Determining the importance of tubes and channels in transporting lava away from the eruption site, and determining whether or not the surface textures of the mounds observed in the seafloor images are burial mounds, awaits more detailed imagery and sampling, such as that carried out on the Serocki volcano in near 22°N on the Mid-Atlantic Ridge. Geochemical evidence indicates that this flat-topped volcano is fed by lava that originally erupted at the top of the axial ridge of the volcano and flowed through a tube for a distance of about a kilometer before the tube blocked, ruptured, and allowed the lava to come out and spill. form the volcano.
What do we know about the difference in eruptive style between the fast and slow spreading segments of the mid-ocean ridge? Since fast-spreading ridges are primarily characterized by low-relief currents, we believe eruptions there are typically violent and short-lived. Hilly ridges, however, build upon rapidly advancing ridges, so fissure breakouts are sometimes protracted and must be confined to the few vents that form these features. Seamounts are rare in the axis of rapidly expanding ridges. In contrast, dome volcanoes, ordinary hills, and the generally complex volcanic topography of the mid-Atlantic ridge would arise from eruptions that violently begin to produce bas-relief flows and evolve into mountain ranges and seamounts. As the eruption continues at a moderate rate, lava-bearing tubes develop on the flanks of axial volcanic ridges, covering their surfaces with a variety of volcanic features, some producing burial mound fields.
Recent improvements in the capabilities of ground-level side-scan sonar systems now make it possible to obtain co-registered fine-scale bathymetry along with high-resolution side-scan images. As more of this data is collected, we will be able to narrow down the sizes and shapes of small volcanic features and make more rigorous comparisons to subaerial features. In conjunction with this data, it will be possible to design future geophysical and geochemical experiments on the same scale as are currently being conducted on subaerial volcanoes. Studies such as these, combined with existing data, will rapidly advance our understanding of the volcanic processes associated with the formation of oceanic crust at the Mid-Atlantic Ridge.

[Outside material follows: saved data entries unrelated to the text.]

//! Placement verdict models

use serde::{Deserialize, Serialize};

/// Letter grade for a placement score
#[derive(Debug, Clone, Copy, Serialize, Deserialize, PartialEq, Eq)]
pub enum Grade {
    #[serde(rename = "A+")]
    APlus,
    #[serde(rename = "A")]
    A,
    #[serde(rename = "B+")]
    BPlus,
    #[serde(rename = "B")]
    B,
    #[serde(rename = "C")]
    C,
    #[serde(rename = "D")]
    D,
    #[serde(rename = "F")]
    F,
}

impl Grade {
    /// Grade from a final 0-100 score.
    pub fn from_score(score: u8) -> Self {
        match score {
            88..=100 => Grade::APlus,
            78..=87 => Grade::A,
            68..=77 => Grade::BPlus,
            58..=67 => Grade::B,
            47..=57 => Grade::C,
            35..=46 => Grade::D,
            _ => Grade::F,
        }
    }

    pub fn as_str(&self) -> &'static str {
        match self {
            Grade::APlus => "A+",
            Grade::A => "A",
            Grade::BPlus => "B+",
            Grade::B => "B",
            Grade::C => "C",
            Grade::D => "D",
            Grade::F => "F",
        }
    }

}

impl std::fmt::Display for Grade {
    fn fmt(&self, f: &mut std::fmt::Formatter<'_>) -> std::fmt::Result {
        f.write_str(self.as_str())
    }
}

/// Coarse suitability label derived from the grade
#[derive(Debug, Clone, Copy, Serialize, Deserialize, PartialEq, Eq)]
pub enum SuitabilityClass {
    Excellent,
    Good,
    Moderate,
    Poor,
    Unsuitable,
}

impl SuitabilityClass {
    pub fn from_grade(grade: Grade) -> Self {
        match grade {
            Grade::APlus | Grade::A => SuitabilityClass::Excellent,
            Grade::BPlus | Grade::B => SuitabilityClass::Good,
            Grade::C => SuitabilityClass::Moderate,
            Grade::D => SuitabilityClass::Poor,
            Grade::F => SuitabilityClass::Unsuitable,
        }
    }
}

impl std::fmt::Display for SuitabilityClass {
    fn fmt(&self, f: &mut std::fmt::Formatter<'_>) -> std::fmt::Result {
        let s = match self {
            SuitabilityClass::Excellent => "Excellent",
            SuitabilityClass::Good => "Good",
            SuitabilityClass::Moderate => "Moderate",
            SuitabilityClass::Poor => "Poor",
            SuitabilityClass::Unsuitable => "Unsuitable",
        };
        f.write_str(s)
    }
}

/// Per-factor sub-scores on the 0-100 display scale.
///
/// Every weighted factor has exactly one field here.
#[derive(Debug, Clone, Serialize, Deserialize)]
pub struct SubScores {
    pub solar: f64,
    pub temperature: f64,
    pub elevation: f64,
    pub wind: f64,
    pub cloud: f64,
    pub slope: f64,
    pub grid: f64,
    pub plant_feasibility: f64,
}

impl SubScores {
    pub fn as_array(&self) -> [f64; 8] {
        [
            self.solar,
            self.temperature,
            self.elevation,
            self.wind,
            self.cloud,
            self.slope,
            self.grid,
            self.plant_feasibility,
        ]
    }
}

/// Scoring engine output
#[derive(Debug, Clone, Serialize, Deserialize)]
pub struct Verdict {
    /// Final placement score (0-100, calibrated, constraint-capped)
    pub score: u8,
    pub grade: Grade,
    pub suitability_class: SuitabilityClass,
    /// Self-estimated confidence (0-100)
    pub confidence: f64,
    pub recommendation: String,
    /// Human-readable hard-constraint violations; empty when all pass
    pub constraint_violations: Vec<String>,
    /// score >= 50 and no constraint violations
    pub is_suitable: bool,
    pub sub_scores: SubScores,
    /// Regional calibration delta applied to the raw score
    pub calibration_adjustment: f64,
    pub algorithm_version: String,
}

Debbie Smith travels to the ends of land and sea to study volcanic features. He recently received a grant from the National Science Foundation to take the public and school children aboard an R/V at sea.thompson(University of Washington) via the Internet during a cruise in October 1998 (www.punaridge.org). For a change, he dons his football boots to attend the lunchtime games at WHOI's McKee Baseball Field.
Joe Cann says he's old enough to remember before plate tectonics existed, but still young enough to enjoy exploring mid-ocean ridges. Visit Woods Hole from your UK base at the University of Leeds in the off-season, when rents are at their lowest in the Cape.